For quite a while now plastic surgeons, dermatologists and cosmetic dentists have followed that basic spa model. The reason those healthcare practitioners needed to become more business and marketing savvy is that insurance seldom covers cosmetic procedures. Those practitioners had no choice. To thrive and attract patients who were willing to pay out of pocket for their services and procedures, they needed to view and present their practices in a new way, offer new services and learn the basics of marketing and PR in order to successfully position themselves.

For years now spas realized that by selling health, preventative care, and focusing on wellness as opposed to sickness, they could build a large client base and readily get consumers to part with their hard earned cash. Yes they pamper, the lesson to be gleaned here is that they made health, wellness and self-care a necessity to their clients. They put the focus squarely on preventative care. Meaning the majority of people who come to them are healthy and want to try and insure they stay that way. By introducing programs that focuses on wellness and preventative care, the number of potential patients (who are used to paying out of pocket for these type of services) can increase exponentially.

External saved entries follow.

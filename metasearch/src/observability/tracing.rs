//! Span timing for pipeline runs.

use std::time::Instant;

/// Simple span timing helper.
#[derive(Debug)]
pub struct SpanTimer {
    start: Instant,
    name: String,
}

impl SpanTimer {
    /// Starts a new span timer.
    #[must_use]
    pub fn start(name: impl Into<String>) -> Self {
        Self {
            start: Instant::now(),
            name: name.into(),
        }
    }

    /// Returns the elapsed time in milliseconds.
    #[must_use]
    pub fn elapsed_ms(&self) -> f64 {
        self.start.elapsed().as_secs_f64() * 1000.0
    }

    /// Returns the span name.
    #[must_use]
    pub fn name(&self) -> &str {
        &self.name
    }

    /// Finishes the span, logs it at trace level and returns the duration.
    #[must_use]
    pub fn finish(self) -> f64 {
        let duration_ms = self.elapsed_ms();
        tracing::trace!(span_name = %self.name, duration_ms, "Span finished");
        duration_ms
    }
}

#[cfg(test)]
mod tests {
    use super::*;

    #[test]
    fn test_span_timer() {
        let timer = SpanTimer::start("parse");
        assert_eq!(timer.name(), "parse");
        std::thread::sleep(std::time::Duration::from_millis(10));
        let duration = timer.finish();
        assert!(duration >= 10.0);
    }
}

Most hospitals have already made the shift. Savvy hospital administrators that we’ve worked with read the writing on the wall and years ago began exploring different ways that health care professionals can reach out to patients. They packaged and presented themselves in a whole new way. Many hospitals have created wellness centers that offer a myriad approaches and disciplines from acupuncture and bodywork, to nutritional and fitness programs. Others have introduced spa like services and created environments that welcome the public. An emphasis on hospital PR and marketing has become a necessity. 

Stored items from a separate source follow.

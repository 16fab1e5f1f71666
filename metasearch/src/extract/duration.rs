//! Duration normalization to canonical `H:MM:SS` / `M:SS` text.

use std::sync::LazyLock;

use regex::Regex;

/// Bare integers above this are read as milliseconds.
pub const DEFAULT_MILLISECOND_THRESHOLD: u64 = 1_000_000;

static CANONICAL: LazyLock<Regex> =
    LazyLock::new(|| Regex::new(r"^\d{1,2}:\d{2}(:\d{2})?$").expect("Invalid regex"));

static COLON: LazyLock<Regex> = LazyLock::new(|| {
    Regex::new(r"^(\d+):(\d{1,2})(?::(\d{1,2}))?$").expect("Invalid regex")
});

static ISO_8601: LazyLock<Regex> = LazyLock::new(|| {
    Regex::new(r"(?i)^P(?:(\d+)D)?(?:T(?:(\d+)H)?(?:(\d+)M)?(?:(\d+(?:\.\d+)?)S)?)?$")
        .expect("Invalid regex")
});

static NUMBER: LazyLock<Regex> =
    LazyLock::new(|| Regex::new(r"^\d+(?:\.\d+)?$").expect("Invalid regex"));

/// A duration as providers send it.
#[derive(Debug, Clone, Copy, PartialEq)]
pub enum RawDuration<'a> {
    /// Text: canonical, ISO-8601, or a bare number.
    Text(&'a str),
    /// A number of seconds, or milliseconds above the threshold.
    Number(f64),
    /// No duration supplied.
    Missing,
}

impl<'a> From<&'a str> for RawDuration<'a> {
    fn from(value: &'a str) -> Self {
        Self::Text(value)
    }
}

impl<'a> From<&'a String> for RawDuration<'a> {
    fn from(value: &'a String) -> Self {
        Self::Text(value)
    }
}

impl<'a> From<Option<&'a str>> for RawDuration<'a> {
    fn from(value: Option<&'a str>) -> Self {
        value.map_or(Self::Missing, Self::Text)
    }
}

impl From<u64> for RawDuration<'_> {
    #[allow(clippy::cast_precision_loss)]
    fn from(value: u64) -> Self {
        Self::Number(value as f64)
    }
}

impl From<i64> for RawDuration<'_> {
    #[allow(clippy::cast_precision_loss)]
    fn from(value: i64) -> Self {
        Self::Number(value as f64)
    }
}

impl From<f64> for RawDuration<'_> {
    fn from(value: f64) -> Self {
        Self::Number(value)
    }
}

impl<'a> From<&'a serde_json::Value> for RawDuration<'a> {
    fn from(value: &'a serde_json::Value) -> Self {
        match value {
            serde_json::Value::String(s) => Self::Text(s),
            serde_json::Value::Number(n) => n.as_f64().map_or(Self::Missing, Self::Number),
            _ => Self::Missing,
        }
    }
}

/// Normalizes a duration to `H:MM:SS` (an hour or more) or `M:SS`.
///
/// Attempts, in order: canonical colon text (returned as-is), other colon
/// text, ISO-8601 (`PT1H2M3S`), a bare number (milliseconds when above
/// [`DEFAULT_MILLISECOND_THRESHOLD`], seconds otherwise). Missing,
/// unparseable or out-of-range input yields `""`.
#[must_use]
pub fn normalize_duration<'a>(raw: impl Into<RawDuration<'a>>) -> String {
    normalize_duration_with(raw, DEFAULT_MILLISECOND_THRESHOLD)
}

/// [`normalize_duration`] with a custom millisecond threshold.
#[must_use]
pub fn normalize_duration_with<'a>(raw: impl Into<RawDuration<'a>>, ms_threshold: u64) -> String {
    let seconds = match raw.into() {
        RawDuration::Missing => None,
        RawDuration::Number(n) => number_seconds(n, ms_threshold),
        RawDuration::Text(text) => {
            let text = text.trim();
            if CANONICAL.is_match(text) {
                return text.to_string();
            }
            colon_seconds(text)
                .or_else(|| iso_seconds(text))
                .or_else(|| {
                    NUMBER
                        .is_match(text)
                        .then(|| text.parse::<f64>().ok())
                        .flatten()
                        .and_then(|n| number_seconds(n, ms_threshold))
                })
        }
    };

    seconds.map_or_else(String::new, format_seconds)
}

/// Formats whole seconds.
#[must_use]
pub fn format_seconds(total: u64) -> String {
    let hours = total / 3600;
    let minutes = (total % 3600) / 60;
    let seconds = total % 60;
    if hours > 0 {
        format!("{hours}:{minutes:02}:{seconds:02}")
    } else {
        format!("{minutes}:{seconds:02}")
    }
}

#[allow(clippy::cast_possible_truncation, clippy::cast_sign_loss, clippy::cast_precision_loss)]
fn number_seconds(n: f64, ms_threshold: u64) -> Option<u64> {
    if !n.is_finite() || n < 0.0 {
        return None;
    }
    let seconds = if n > ms_threshold as f64 { n / 1000.0 } else { n };
    let seconds = seconds.floor();
    (seconds < u64::MAX as f64).then(|| seconds as u64)
}

fn colon_seconds(text: &str) -> Option<u64> {
    let caps = COLON.captures(text)?;
    let first: u64 = caps[1].parse().ok()?;
    let second: u64 = caps[2].parse().ok()?;
    match caps.get(3) {
        Some(third) => {
            let third: u64 = third.as_str().parse().ok()?;
            first
                .checked_mul(3600)?
                .checked_add(second * 60)?
                .checked_add(third)
        }
        None => first.checked_mul(60)?.checked_add(second),
    }
}

#[allow(clippy::cast_possible_truncation, clippy::cast_sign_loss, clippy::cast_precision_loss)]
fn iso_seconds(text: &str) -> Option<u64> {
    let caps = ISO_8601.captures(text)?;
    if (1..=4).all(|i| caps.get(i).is_none()) {
        return None;
    }
    let part = |i: usize, unit: u64| -> Option<u64> {
        caps.get(i)
            .map_or(Some(0), |m| m.as_str().parse::<u64>().ok())?
            .checked_mul(unit)
    };
    let seconds = match caps.get(4) {
        Some(m) => {
            let s = m.as_str().parse::<f64>().ok()?.floor();
            if s >= u64::MAX as f64 {
                return None;
            }
            s as u64
        }
        None => 0,
    };
    part(1, 86_400)?
        .checked_add(part(2, 3600)?)?
        .checked_add(part(3, 60)?)?
        .checked_add(seconds)
}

Once these changes are implemented, introducing the new services and educating the public is every bit as important as the changes that are being implemented. This is not a case where “if you build it, they will come.”  Once a medical practice, medical center or hospital offers these new programs and focuses on preventive health and life improvement, it’s imperative that they promote and market these new approaches. It’s important to reach out to and educate the public or the time, effort and redesign could be for naught.

This is not to say that physicians, medical centers and hospitals should turn themselves into wellness spas. That is not what is being proposed, but there are ways to offer new services, broaden the bulls-eye and attract and welcome a much larger patient base. .By not only treating sick patients, but also attracting those who want to stay healthy, be nurtured and focus on preventative care, medical practices can be modernized. Offering services, procedures and programs that the public is seeking is simply smart business. 

By using this approach, physicians not only offer services to patients who are sick, but to those who want to stay healthy, feel better and reduce their stress factor. And, down the line, if insurers, physicians and hospitals can work together and figure out a business model that focuses on wellness preventive health, the health care system as a whole could get a much needed shot in the arm.